Friction and Wear Characteristics of Cr-CNTs Composite Coating End Faces of High-Temperature Mechanical Seals

To improve the reliability of the end faces of high-temperature mechanical seals, a high-performance composite material that introduces carbon nanotubes (CNTs) into the laser-melted Cr coating is proposed. In this study, for high-temperature and high-speed mechanical seals under actual working conditions, friction and wear tests were conducted under different working conditions and using different end face materials.
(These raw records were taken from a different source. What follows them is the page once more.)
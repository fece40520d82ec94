//! Factory and Provider
//!
//! [`PubSub`] is built once from an initial value. Every [`Provider`] it
//! creates owns a fresh store seeded with that same initial value; a
//! provider never inherits state from an enclosing provider of the same
//! factory, and a torn-down provider's state is gone for good.
//!
//! Consumers find their store in one of two ways:
//!
//! - explicitly, by asking the provider (`provider.use_sub(..)`), or
//! - ambiently, by asking the factory (`pubsub.use_sub(..)`) while a provider
//!   scope is entered on the current thread.
//!
//! With no scope entered, the factory resolves to its detached store, which
//! reports the initial value forever and drops every write.

use std::borrow::Cow;
use std::fmt::{self, Debug};
use std::sync::Arc;

use tracing::debug;

use super::context::{FactoryId, ScopeContext, ScopeGuard, ScopeId};
use super::selection::{Selection, Subscription};
use crate::store::{ShallowMerge, Store};

/// Builds scoped stores that all start from the same initial value.
///
/// Cloning a factory is cheap; clones share identity, so a provider entered
/// through one clone is visible to `use_sub` on another.
pub struct PubSub<T: ShallowMerge> {
    inner: Arc<PubSubInner<T>>,
}

struct PubSubInner<T: ShallowMerge> {
    id: FactoryId,
    name: Option<Cow<'static, str>>,
    initial: Arc<T>,
    /// Built once and shared by every consumer outside a provider.
    fallback: Arc<Store<T>>,
}

impl<T: ShallowMerge> PubSub<T> {
    /// Create a factory for stores starting at `initial`.
    pub fn new(initial: T) -> Self {
        Self::builder(initial).build()
    }

    pub fn builder(initial: T) -> PubSubBuilder<T> {
        PubSubBuilder {
            initial,
            name: None,
        }
    }

    pub fn id(&self) -> FactoryId {
        self.inner.id
    }

    pub fn name(&self) -> Option<&str> {
        self.inner.name.as_deref()
    }

    /// The value every new provider starts from.
    pub fn initial(&self) -> Arc<T> {
        Arc::clone(&self.inner.initial)
    }

    /// Instantiate a provider with its own fresh store.
    pub fn provider(&self) -> Provider<T> {
        let store = Arc::new(Store::from_arc(self.initial()));
        let scope = ScopeId::next();
        debug!(
            factory = ?self.inner.id,
            name = self.name(),
            ?scope,
            store = %store.id(),
            "provider instantiated"
        );

        Provider {
            factory: self.inner.id,
            scope,
            store,
        }
    }

    /// Instantiate a provider and run `f` inside its scope.
    ///
    /// The provider is torn down when `f` returns.
    pub fn wrap<F, R>(&self, f: F) -> R
    where
        F: FnOnce() -> R,
    {
        self.provider().scope(f)
    }

    /// The store of the innermost entered provider, or the detached store.
    pub fn resolve(&self) -> Arc<Store<T>> {
        ScopeContext::lookup(self.inner.id).unwrap_or_else(|| self.fallback())
    }

    /// The detached store used outside any provider.
    pub fn fallback(&self) -> Arc<Store<T>> {
        Arc::clone(&self.inner.fallback)
    }

    /// Whether a provider of this factory is entered on this thread.
    pub fn in_scope(&self) -> bool {
        ScopeContext::current_scope(self.inner.id).is_some()
    }

    /// Select from the resolved store without subscribing.
    pub fn select<D, F>(&self, selector: F) -> Selection<T, D>
    where
        D: 'static,
        F: Fn(&T) -> D + Send + Sync + 'static,
    {
        Selection::new(self.resolve(), selector)
    }

    /// Subscribe to a derived slice of the resolved store.
    pub fn use_sub<D, F>(&self, selector: F) -> Subscription<T, D>
    where
        D: Clone + PartialEq + Send + 'static,
        F: Fn(&T) -> D + Send + Sync + 'static,
    {
        Subscription::new(self.select(selector))
    }
}

impl<T: ShallowMerge> Clone for PubSub<T> {
    fn clone(&self) -> Self {
        Self {
            inner: Arc::clone(&self.inner),
        }
    }
}

impl<T> Debug for PubSub<T>
where
    T: ShallowMerge + Debug,
{
    fn fmt(&self, f: &mut fmt::Formatter<'_>) -> fmt::Result {
        f.debug_struct("PubSub")
            .field("id", &self.inner.id)
            .field("name", &self.inner.name)
            .field("initial", &self.inner.initial)
            .finish()
    }
}

/// Configures a [`PubSub`].
pub struct PubSubBuilder<T: ShallowMerge> {
    initial: T,
    name: Option<Cow<'static, str>>,
}

impl<T: ShallowMerge> PubSubBuilder<T> {
    /// Label the factory in log output.
    pub fn name(mut self, name: impl Into<Cow<'static, str>>) -> Self {
        self.name = Some(name.into());
        self
    }

    pub fn build(self) -> PubSub<T> {
        let initial = Arc::new(self.initial);
        let fallback = Arc::new(Store::detached(Arc::clone(&initial)));

        PubSub {
            inner: Arc::new(PubSubInner {
                id: FactoryId::next(),
                name: self.name,
                initial,
                fallback,
            }),
        }
    }
}

/// One instantiation of a factory's scope, owning one store.
pub struct Provider<T: ShallowMerge> {
    factory: FactoryId,
    scope: ScopeId,
    store: Arc<Store<T>>,
}

impl<T: ShallowMerge> Provider<T> {
    pub fn scope_id(&self) -> ScopeId {
        self.scope
    }

    pub fn store(&self) -> &Arc<Store<T>> {
        &self.store
    }

    /// Make this provider the innermost scope for its factory until the
    /// guard is dropped.
    pub fn enter(&self) -> ScopeGuard {
        ScopeContext::enter(self.factory, self.scope, Arc::clone(&self.store))
    }

    /// Run `f` with this provider entered.
    pub fn scope<F, R>(&self, f: F) -> R
    where
        F: FnOnce() -> R,
    {
        let _guard = self.enter();
        f()
    }

    /// Select from this provider's store without subscribing.
    pub fn select<D, F>(&self, selector: F) -> Selection<T, D>
    where
        D: 'static,
        F: Fn(&T) -> D + Send + Sync + 'static,
    {
        Selection::new(Arc::clone(&self.store), selector)
    }

    /// Subscribe to a derived slice of this provider's store.
    pub fn use_sub<D, F>(&self, selector: F) -> Subscription<T, D>
    where
        D: Clone + PartialEq + Send + 'static,
        F: Fn(&T) -> D + Send + Sync + 'static,
    {
        Subscription::new(self.select(selector))
    }
}

impl<T> Debug for Provider<T>
where
    T: ShallowMerge + Debug,
{
    fn fmt(&self, f: &mut fmt::Formatter<'_>) -> fmt::Result {
        f.debug_struct("Provider")
            .field("factory", &self.factory)
            .field("scope", &self.scope)
            .field("store", &self.store)
            .finish()
    }
}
The high-temperature tribological properties of the Cr-CNTs coatings were analyzed, and the strengthening mechanism of the Cr-CNTs coatings on end faces was investigated. The results indicate that the wear resistance of the Cr-CNTs coating at high temperatures is first enhanced and then weakened with the increase in the CNTs content. The composite coating end face performance is optimal when the CNTs content is 10 wt%. The presence of CNTs between the end faces when grinding against the graphite ring favors the generation of a graphite film. The coefficient of friction of the Cr-CNTs coating is reduced by at least 12.46% compared to the Cr coating at a temperature of 483 K. This study provides reference examples for the application of carbon nanotubes in high-performance mechanical seals and new research ideas for improving the performance of mechanical seal end faces.

Automated summary

This study proposes a high-performance composite material that introduces carbon nanotubes (CNTs) into the laser-melted Cr coating to improve the reliability of high-temperature mechanical seal end faces. Friction and wear tests were conducted under different working conditions and using different end face materials, and the high-temperature tribological properties of the Cr-CNTs coatings were analyzed. The results show that the wear resistance of the Cr-CNTs coating at high temperatures is enhanced with the increase in CNTs content, and the presence of CNTs favors the generation of a graphite film, reducing the coefficient of friction.